◆ **WORK TO BE COMPLETED**: All of the data must be retyped exactly, with nothing left out.

- - - - -

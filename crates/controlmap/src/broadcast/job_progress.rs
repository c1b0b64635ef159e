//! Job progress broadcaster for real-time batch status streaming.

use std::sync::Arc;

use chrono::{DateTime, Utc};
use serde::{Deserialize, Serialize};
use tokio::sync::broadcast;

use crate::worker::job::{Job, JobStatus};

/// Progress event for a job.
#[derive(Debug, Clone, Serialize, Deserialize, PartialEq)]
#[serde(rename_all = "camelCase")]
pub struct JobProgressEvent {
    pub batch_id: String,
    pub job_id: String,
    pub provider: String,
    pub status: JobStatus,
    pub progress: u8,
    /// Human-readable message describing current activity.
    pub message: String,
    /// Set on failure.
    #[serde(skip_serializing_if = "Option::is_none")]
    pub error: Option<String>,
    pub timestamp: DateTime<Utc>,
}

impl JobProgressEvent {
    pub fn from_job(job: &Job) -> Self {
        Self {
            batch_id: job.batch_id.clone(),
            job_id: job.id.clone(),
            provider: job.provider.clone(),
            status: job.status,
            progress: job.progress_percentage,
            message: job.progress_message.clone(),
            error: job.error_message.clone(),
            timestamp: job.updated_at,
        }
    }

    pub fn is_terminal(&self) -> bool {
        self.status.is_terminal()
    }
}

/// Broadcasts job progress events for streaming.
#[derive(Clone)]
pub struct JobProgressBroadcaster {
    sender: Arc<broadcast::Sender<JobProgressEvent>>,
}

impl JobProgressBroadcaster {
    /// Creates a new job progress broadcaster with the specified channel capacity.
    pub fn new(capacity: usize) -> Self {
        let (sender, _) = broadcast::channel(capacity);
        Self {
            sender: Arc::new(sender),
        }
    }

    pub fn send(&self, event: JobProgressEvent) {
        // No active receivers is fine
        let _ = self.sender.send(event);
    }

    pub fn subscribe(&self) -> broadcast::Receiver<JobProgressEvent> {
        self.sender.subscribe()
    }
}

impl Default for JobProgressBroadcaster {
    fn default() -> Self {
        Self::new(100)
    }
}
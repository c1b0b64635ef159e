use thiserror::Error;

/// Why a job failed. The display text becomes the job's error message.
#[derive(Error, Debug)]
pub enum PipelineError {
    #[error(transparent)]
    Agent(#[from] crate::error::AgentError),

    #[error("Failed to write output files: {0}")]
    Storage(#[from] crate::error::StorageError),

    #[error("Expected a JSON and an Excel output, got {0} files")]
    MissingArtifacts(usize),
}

- - - - -

◆ **RESULT OF THE TASK**:
filename crates/controlmap/src/broadcast/job_progress.rs
repository c1b0b64635ef159e
//! Job progress broadcaster for real-time batch status streaming.

use std::sync::Arc;

use chrono::{DateTime, Utc};
use serde::{Deserialize, Serialize};
use tokio::sync::broadcast;

use crate::worker::job::{Job, JobStatus};

/// Progress event for a job.
#[derive(Debug, Clone, Serialize, Deserialize, PartialEq)]
#[serde(rename_all = "camelCase")]
pub struct JobProgressEvent {
    pub batch_id: String,
    pub job_id: String,
    pub provider: String,
    pub status: JobStatus,
    pub progress: u8,
    /// Human-readable message describing current activity.
    pub message: String,
    /// Set on failure.
    #[serde(skip_serializing_if = "Option::is_none")]
    pub error: Option<String>,
    pub timestamp: DateTime<Utc>,
}

impl JobProgressEvent {
    pub fn from_job(job: &Job) -> Self {
        Self {
            batch_id: job.batch_id.clone(),
            job_id: job.id.clone(),
            provider: job.provider.clone(),
            status: job.status,
            progress: job.progress_percentage,
            message: job.progress_message.clone(),
            error: job.error_message.clone(),
            timestamp: job.updated_at,
        }
    }

    pub fn is_terminal(&self) -> bool {
        self.status.is_terminal()
    }
}

/// Broadcasts job progress events for streaming.
#[derive(Clone)]
pub struct JobProgressBroadcaster {
    sender: Arc<broadcast::Sender<JobProgressEvent>>,
}

impl JobProgressBroadcaster {
    /// Creates a new job progress broadcaster with the specified channel capacity.
    pub fn new(capacity: usize) -> Self {
        let (sender, _) = broadcast::channel(capacity);
        Self {
            sender: Arc::new(sender),
        }
    }

    pub fn send(&self, event: JobProgressEvent) {
        // No active receivers is fine
        let _ = self.sender.send(event);
    }

    pub fn subscribe(&self) -> broadcast::Receiver<JobProgressEvent> {
        self.sender.subscribe()
    }
}

impl Default for JobProgressBroadcaster {
    fn default() -> Self {
        Self::new(100)
    }
}
repository c1b0b64635ef159e
use thiserror::Error;

/// Why a job failed. The display text becomes the job's error message.
#[derive(Error, Debug)]
pub enum PipelineError {
    #[error(transparent)]
    Agent(#[from] crate::error::AgentError),

    #[error("Failed to write output files: {0}")]
    Storage(#[from] crate::error::StorageError),

    #[error("Expected a JSON and an Excel output, got {0} files")]
    MissingArtifacts(usize),
}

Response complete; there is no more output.